## PROBLEM TO WORK ON
Go through the data line by line. Copy each one holding the string "derive".

## SOURCE MATERIAL

//! Field modifier interpretation.
//!
//! A detection value plus its modifiers becomes one or more [`Match`]es:
//! wildcard-extended strings, encoded variants, regexes, networks or numeric
//! comparisons. Everything a backend cannot express in any query language is
//! rejected here with `NotSupported`.

use base64::Engine as Base64Engine;
use base64::engine::general_purpose::STANDARD as BASE64_STANDARD;
use ipnet::IpNet;

use rsigmac_parser::{ConditionOperator, Modifier, SigmaString, SigmaValue, StringPart};

use crate::error::{ConvertError, Result};
use crate::query::{QueryNode, QueryValue};

/// Replacements for `-` under `windash`.
const WINDASH_CHARS: [char; 2] = ['-', '/'];

/// 2^8 variants per value is the most a query should carry.
const MAX_WINDASH_DASHES: usize = 8;

/// One leaf produced from a detection value.
#[derive(Debug, Clone, PartialEq)]
pub enum Match {
    Value(QueryValue),
    Compare(ConditionOperator, f64),
}

// =============================================================================
// Modifier context
// =============================================================================

/// Modifier flags of a single field specification.
#[derive(Debug, Clone, Copy, Default)]
pub struct ModCtx {
    contains: bool,
    startswith: bool,
    endswith: bool,
    pub all: bool,
    base64: bool,
    base64offset: bool,
    wide: bool,
    windash: bool,
    re: bool,
    cidr: bool,
    pub exists: bool,
    compare: Option<ConditionOperator>,
    ignore_case: bool,
    multiline: bool,
    dotall: bool,
}

impl ModCtx {
    pub fn from_modifiers(modifiers: &[Modifier]) -> Result<Self> {
        let mut ctx = ModCtx::default();
        for m in modifiers {
            match m {
                Modifier::Contains => ctx.contains = true,
                Modifier::StartsWith => ctx.startswith = true,
                Modifier::EndsWith => ctx.endswith = true,
                Modifier::All => ctx.all = true,
                Modifier::Base64 => ctx.base64 = true,
                Modifier::Base64Offset => ctx.base64offset = true,
                Modifier::Wide => ctx.wide = true,
                Modifier::WindAsh => ctx.windash = true,
                Modifier::Re => ctx.re = true,
                Modifier::Cidr => ctx.cidr = true,
                Modifier::Exists => ctx.exists = true,
                Modifier::Gt => ctx.compare = Some(ConditionOperator::Gt),
                Modifier::Gte => ctx.compare = Some(ConditionOperator::Gte),
                Modifier::Lt => ctx.compare = Some(ConditionOperator::Lt),
                Modifier::Lte => ctx.compare = Some(ConditionOperator::Lte),
                Modifier::IgnoreCase => ctx.ignore_case = true,
                Modifier::Multiline => ctx.multiline = true,
                Modifier::DotAll => ctx.dotall = true,
                Modifier::Cased
                | Modifier::Expand
                | Modifier::FieldRef
                | Modifier::Minute
                | Modifier::Hour
                | Modifier::Day
                | Modifier::Week
                | Modifier::Month
                | Modifier::Year => {
                    return Err(ConvertError::NotSupported(format!(
                        "modifier '{m}' has no query equivalent"
                    )));
                }
            }
        }
        if (ctx.ignore_case || ctx.multiline || ctx.dotall) && !ctx.re {
            return Err(ConvertError::Backend(
                "regex flags 'i', 'm' and 's' need the 're' modifier".into(),
            ));
        }
        Ok(ctx)
    }

    /// Combine per-value nodes: AND under `all`, OR otherwise.
    pub fn link(&self, nodes: Vec<QueryNode>) -> QueryNode {
        if self.all {
            QueryNode::and(nodes)
        } else {
            QueryNode::or(nodes)
        }
    }

    /// `Field|exists: false` asks for absence; anything else for presence.
    pub fn exists_flag(&self, values: &[SigmaValue]) -> bool {
        match values.first() {
            Some(SigmaValue::Bool(b)) => *b,
            Some(SigmaValue::String(s)) => !matches!(s.as_plain().as_deref(), Some("false" | "no")),
            _ => true,
        }
    }

    /// Every leaf a single value expands to, OR-linked by the caller.
    pub fn expand(&self, value: &SigmaValue) -> Result<Vec<Match>> {
        if let Some(op) = self.compare {
            let n = value.as_f64().ok_or_else(|| {
                ConvertError::Backend(format!("'{value}' is not a number for '{op}' comparison"))
            })?;
            return Ok(vec![Match::Compare(op, n)]);
        }

        if self.re {
            return Ok(vec![Match::Value(QueryValue::Regex(self.regex(value)))]);
        }

        if self.cidr {
            let net: IpNet = raw_text(value).trim().parse()?;
            return Ok(vec![Match::Value(QueryValue::Cidr(net))]);
        }

        let text = match value {
            SigmaValue::String(s) => s.clone(),
            SigmaValue::Null => return Ok(vec![Match::Value(QueryValue::Null)]),
            scalar if !self.transforms_strings() => {
                return Ok(vec![Match::Value(scalar_value(scalar))]);
            }
            scalar => SigmaString::from_parts(vec![StringPart::Plain(scalar.to_string())]),
        };

        let variants = if self.windash {
            expand_windash(&text.original)?
                .iter()
                .map(|v| SigmaString::new(v))
                .collect()
        } else {
            vec![text]
        };

        let mut out = Vec::new();
        for s in variants {
            for encoded in self.encode(&s)? {
                out.push(Match::Value(QueryValue::String(encoded)));
            }
        }
        if out.is_empty() {
            return Err(ConvertError::Backend(format!(
                "value '{value}' produces no query terms"
            )));
        }
        Ok(out)
    }

    fn transforms_strings(&self) -> bool {
        self.contains
            || self.startswith
            || self.endswith
            || self.base64
            || self.base64offset
            || self.wide
            || self.windash
    }

    fn regex(&self, value: &SigmaValue) -> String {
        let mut flags = String::new();
        if self.ignore_case {
            flags.push('i');
        }
        if self.multiline {
            flags.push('m');
        }
        if self.dotall {
            flags.push('s');
        }
        let pattern = raw_text(value);
        if flags.is_empty() {
            pattern
        } else {
            format!("(?{flags}){pattern}")
        }
    }

    /// Apply encodings, then the wildcard modifiers.
    fn encode(&self, s: &SigmaString) -> Result<Vec<SigmaString>> {
        if !(self.base64 || self.base64offset || self.wide) {
            return Ok(vec![self.wildcards(s)]);
        }
        if s.contains_wildcards() {
            return Err(ConvertError::NotSupported(format!(
                "wildcards cannot be encoded in '{s}'"
            )));
        }
        let text = s.literal_text();
        let bytes = if self.wide {
            to_utf16le_bytes(&text)
        } else {
            text.into_bytes()
        };

        if self.base64offset {
            // offset patterns are substrings by nature
            return Ok(base64_offset_patterns(&bytes)
                .into_iter()
                .map(|p| plain(p).with_wildcards(true, true))
                .collect());
        }
        if self.base64 {
            return Ok(vec![self.wildcards(&plain(BASE64_STANDARD.encode(&bytes)))]);
        }
        Err(ConvertError::NotSupported(
            "'wide' is only expressible together with base64 or base64offset".into(),
        ))
    }

    fn wildcards(&self, s: &SigmaString) -> SigmaString {
        let leading = self.contains || self.endswith;
        let trailing = self.contains || self.startswith;
        if leading || trailing {
            s.with_wildcards(leading, trailing)
        } else {
            s.clone()
        }
    }
}

// =============================================================================
// Value helpers
// =============================================================================

fn plain(text: String) -> SigmaString {
    SigmaString::from_parts(vec![StringPart::Plain(text)])
}

/// Source text of a value, wildcards and escapes untouched.
fn raw_text(value: &SigmaValue) -> String {
    match value {
        SigmaValue::String(s) => s.original.clone(),
        other => other.to_string(),
    }
}

fn scalar_value(value: &SigmaValue) -> QueryValue {
    match value {
        SigmaValue::String(s) => QueryValue::String(s.clone()),
        SigmaValue::Integer(n) => QueryValue::Integer(*n),
        SigmaValue::Float(n) => QueryValue::Float(*n),
        SigmaValue::Bool(b) => QueryValue::Bool(*b),
        SigmaValue::Null => QueryValue::Null,
    }
}

// =============================================================================
// Encoding helpers
// =============================================================================

fn to_utf16le_bytes(s: &str) -> Vec<u8> {
    s.encode_utf16().flat_map(u16::to_le_bytes).collect()
}

/// The three stable base64 fragments of `value` at byte offsets 0, 1 and 2.
///
/// Characters influenced by the unknown neighbouring bytes are cut from both
/// ends.
fn base64_offset_patterns(value: &[u8]) -> Vec<String> {
    const START: [usize; 3] = [0, 2, 3];
    const END_TRIM: [usize; 3] = [0, 3, 2];

    let mut patterns = Vec::with_capacity(3);
    for offset in 0..3usize {
        let mut padded = vec![0u8; offset];
        padded.extend_from_slice(value);
        let encoded = BASE64_STANDARD.encode(&padded);

        let start = START[offset];
        let end = encoded
            .len()
            .saturating_sub(END_TRIM[(value.len() + offset) % 3]);
        if start < end {
            patterns.push(encoded[start..end].to_string());
        }
    }
    patterns
}

/// Every spelling of `input` with each `-` replaced by `-` or `/`.
fn expand_windash(input: &str) -> Result<Vec<String>> {
    let dash_positions: Vec<usize> = input
        .char_indices()
        .filter(|(_, c)| *c == '-')
        .map(|(i, _)| i)
        .collect();

    let n = dash_positions.len();
    if n > MAX_WINDASH_DASHES {
        return Err(ConvertError::Backend(format!(
            "windash value '{input}' has {n} dashes, at most {MAX_WINDASH_DASHES} are allowed"
        )));
    }

    let total = WINDASH_CHARS.len().pow(n as u32);
    let mut variants = Vec::with_capacity(total);
    for combo in 0..total {
        let mut variant = input.to_string();
        let mut idx = combo;
        // back to front keeps earlier byte positions valid
        for &pos in dash_positions.iter().rev() {
            let replacement = WINDASH_CHARS[idx % WINDASH_CHARS.len()];
            variant.replace_range(pos..pos + 1, replacement.encode_utf8(&mut [0; 4]));
            idx /= WINDASH_CHARS.len();
        }
        variants.push(variant);
    }
    Ok(variants)
}

// =============================================================================
// Tests
// =============================================================================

## ANSWER TO THE EXERCISE
#[derive(Debug, Clone, PartialEq)]
#[derive(Debug, Clone, Copy, Default)]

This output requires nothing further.